Exercise:
All lines from the one containing "sum / n as f64" down to the one containing "fn strategy_usage(sessions: &[ResolutionSession])", both ends included, are to be given again exactly; omit the rest of the listing below.
==== Data provided ====
//! Encodings of the durable resolution log.
//!
//! The structured-text form is the only one import accepts. A compressed
//! export is gzip behind a `data:` prefix, or the run-length form when gzip
//! fails; [`decompress`] turns either back into structured text.

use std::collections::BTreeMap;
use std::io::{Read, Write};

use base64::Engine as _;
use base64::engine::general_purpose::STANDARD;
use chrono::{DateTime, SecondsFormat, Utc};
use flate2::Compression;
use flate2::read::GzDecoder;
use flate2::write::GzEncoder;
use serde::{Deserialize, Serialize};
use serde_json::Value;
use tracing::warn;

use crate::error::EngineError;
use crate::history::ResolutionSession;
use crate::resolve::ResolutionStrategy;

pub const EXPORT_VERSION: &str = "1.0";
pub const GZIP_DATA_PREFIX: &str = "data:application/gzip;base64,";
pub const CSV_HEADER: &str = "Session ID,Start Time,End Time,Total Steps,Conflicts Resolved,Success Rate,Applied Strategies,Average Confidence";

#[derive(Debug, Clone, Copy, PartialEq, Eq, Serialize, Deserialize)]
#[serde(rename_all = "lowercase")]
pub enum ExportFormat {
    Json,
    Csv,
    Compressed,
}

impl ExportFormat {
    pub fn mime_type(&self) -> &'static str {
        match self {
            Self::Json => "application/json",
            Self::Csv => "text/csv",
            Self::Compressed => "application/octet-stream",
        }
    }
}

#[derive(Debug, Clone, PartialEq, Eq)]
pub struct ExportedHistory {
    pub format: ExportFormat,
    pub data: String,
}

impl ExportedHistory {
    pub fn mime_type(&self) -> &'static str {
        self.format.mime_type()
    }
}

#[derive(Debug, Clone, PartialEq, Serialize, Deserialize)]
#[serde(rename_all = "camelCase")]
pub struct StrategyUsage {
    pub strategy_id: ResolutionStrategy,
    pub count: usize,
    pub success_rate: f64,
}

#[derive(Debug, Clone, PartialEq, Serialize, Deserialize)]
#[serde(rename_all = "camelCase")]
pub struct ExportMetadata {
    pub total_sessions: usize,
    /// Mean of the per-session success rates.
    pub success_rate: f64,
    pub most_used_strategies: Vec<StrategyUsage>,
}

#[derive(Debug, Clone, PartialEq, Serialize, Deserialize)]
#[serde(rename_all = "camelCase")]
pub struct ExportDocument {
    pub version: String,
    /// Milliseconds since the Unix epoch.
    pub timestamp: u64,
    pub sessions: Vec<ResolutionSession>,
    pub metadata: ExportMetadata,
}

impl ExportDocument {
    pub fn new(sessions: Vec<ResolutionSession>, timestamp: u64) -> Self {
        let metadata = ExportMetadata {
            total_sessions: sessions.len(),
            success_rate: mean(sessions.iter().map(|s| s.summary.success_rate)),
            most_used_strategies: strategy_usage(&sessions),
        };
        Self {
            version: EXPORT_VERSION.to_string(),
            timestamp,
            sessions,
            metadata,
        }
    }
}

fn mean(values: impl Iterator<Item = f64>) -> f64 {
    let (sum, n) = values.fold((0.0, 0usize), |(sum, n), v| (sum + v, n + 1));
    if n == 0 { 0.0 } else { sum / n as f64 }
}

/// Step counts per strategy, most used first. A use succeeds when its step
/// resolved at least one conflict.
fn strategy_usage(sessions: &[ResolutionSession]) -> Vec<StrategyUsage> {
    let mut counts: BTreeMap<ResolutionStrategy, (usize, usize)> = BTreeMap::new();
    for step in sessions.iter().flat_map(|s| &s.steps) {
        let entry = counts.entry(step.strategy).or_default();
        entry.0 += 1;
        if !step.resolved_conflicts.is_empty() {
            entry.1 += 1;
        }
    }
    let mut usage: Vec<_> = counts
        .into_iter()
        .map(|(strategy_id, (count, successes))| StrategyUsage {
            strategy_id,
            count,
            success_rate: successes as f64 / count as f64,
        })
        .collect();
    usage.sort_by(|a, b| b.count.cmp(&a.count));
    usage
}

pub fn encode(document: &ExportDocument, format: ExportFormat) -> Result<ExportedHistory, EngineError> {
    let data = match format {
        ExportFormat::Json => serde_json::to_string_pretty(document)?,
        ExportFormat::Csv => to_csv(&document.sessions),
        ExportFormat::Compressed => compress(&serde_json::to_string_pretty(document)?),
    };
    Ok(ExportedHistory { format, data })
}

fn iso_millis(ms: u64) -> String {
    i64::try_from(ms)
        .ok()
        .and_then(DateTime::<Utc>::from_timestamp_millis)
        .map(|t| t.to_rfc3339_opts(SecondsFormat::Millis, true))
        .unwrap_or_default()
}

/// Header plus one row per session.
pub fn to_csv(sessions: &[ResolutionSession]) -> String {
    let mut lines = vec![CSV_HEADER.to_string()];
    for session in sessions {
        let strategies: Vec<&str> = session.steps.iter().map(|s| s.strategy.id()).collect();
        lines.push(format!(
            "{},{},{},{},{},{:.2},\"{}\",{:.2}",
            session.id,
            iso_millis(session.start_time),
            session.end_time.map(iso_millis).unwrap_or_default(),
            session.steps.len(),
            session.summary.total_conflicts_resolved,
            session.summary.success_rate,
            strategies.join(";"),
            session.summary.average_confidence,
        ));
    }
    lines.join("\n")
}

/// Gzip + base64 behind [`GZIP_DATA_PREFIX`]; run-length + base64 if gzip fails.
pub fn compress(text: &str) -> String {
    match gzip(text.as_bytes()) {
        Ok(bytes) => format!("{GZIP_DATA_PREFIX}{}", STANDARD.encode(bytes)),
        Err(e) => {
            warn!(error = %e, "gzip failed, falling back to run-length encoding");
            run_length_encode(text)
        }
    }
}

fn gzip(bytes: &[u8]) -> std::io::Result<Vec<u8>> {
    let mut encoder = GzEncoder::new(Vec::new(), Compression::default());
    encoder.write_all(bytes)?;
    encoder.finish()
}

pub fn decompress(data: &str) -> Result<String, EngineError> {
    match data.strip_prefix(GZIP_DATA_PREFIX) {
        Some(armored) => {
            let bytes = STANDARD
                .decode(armored)
                .map_err(|e| EngineError::Decode(format!("base64: {e}")))?;
            let mut text = String::new();
            GzDecoder::new(bytes.as_slice())
                .read_to_string(&mut text)
                .map_err(|e| EngineError::Decode(format!("gzip: {e}")))?;
            Ok(text)
        }
        None => run_length_decode(data),
    }
}

/// `(count, byte)` pairs with runs capped at 255, base64 armored.
pub fn run_length_encode(text: &str) -> String {
    let mut out = Vec::new();
    let mut bytes = text.bytes().peekable();
    while let Some(byte) = bytes.next() {
        let mut run: u8 = 1;
        while run < u8::MAX && bytes.peek() == Some(&byte) {
            bytes.next();
            run += 1;
        }
        out.push(run);
        out.push(byte);
    }
    STANDARD.encode(out)
}

pub fn run_length_decode(data: &str) -> Result<String, EngineError> {
    let pairs = STANDARD
        .decode(data.trim())
        .map_err(|e| EngineError::Decode(format!("base64: {e}")))?;
    if pairs.len() % 2 != 0 {
        return Err(EngineError::Decode("run-length data has odd length".to_string()));
    }
    let mut bytes = Vec::new();
    for pair in pairs.chunks_exact(2) {
        bytes.extend(std::iter::repeat_n(pair[1], usize::from(pair[0])));
    }
    String::from_utf8(bytes).map_err(|e| EngineError::Decode(format!("utf-8: {e}")))
}

/// Parse structured text into a document, checking the shape first so a
/// rejection names the missing piece.
pub fn parse_document(data: &str) -> Result<ExportDocument, EngineError> {
    let value: Value = serde_json::from_str(data).map_err(|e| EngineError::Decode(e.to_string()))?;
    check_shape(&value).map_err(EngineError::InvalidImport)?;
    serde_json::from_value(value).map_err(|e| EngineError::InvalidImport(e.to_string()))
}

fn check_shape(value: &Value) -> Result<(), String> {
    let root = value.as_object().ok_or("document is not an object")?;
    for field in ["version", "timestamp", "sessions"] {
        if root.get(field).is_none_or(Value::is_null) {
            return Err(format!("missing field `{field}`"));
        }
    }
    let sessions = root
        .get("sessions")
        .and_then(Value::as_array)
        .ok_or("`sessions` is not an array")?;
    for (i, session) in sessions.iter().enumerate() {
        let session = session
            .as_object()
            .ok_or_else(|| format!("session {i} is not an object"))?;
        for field in ["id", "startTime", "summary"] {
            if session.get(field).is_none_or(Value::is_null) {
                return Err(format!("session {i}: missing field `{field}`"));
            }
        }
        if !session.get("steps").is_some_and(Value::is_array) {
            return Err(format!("session {i}: `steps` is not an array"));
        }
    }
    Ok(())
}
====
Exercise answer:
    if n == 0 { 0.0 } else { sum / n as f64 }
}

/// Step counts per strategy, most used first. A use succeeds when its step
/// resolved at least one conflict.
fn strategy_usage(sessions: &[ResolutionSession]) -> Vec<StrategyUsage> {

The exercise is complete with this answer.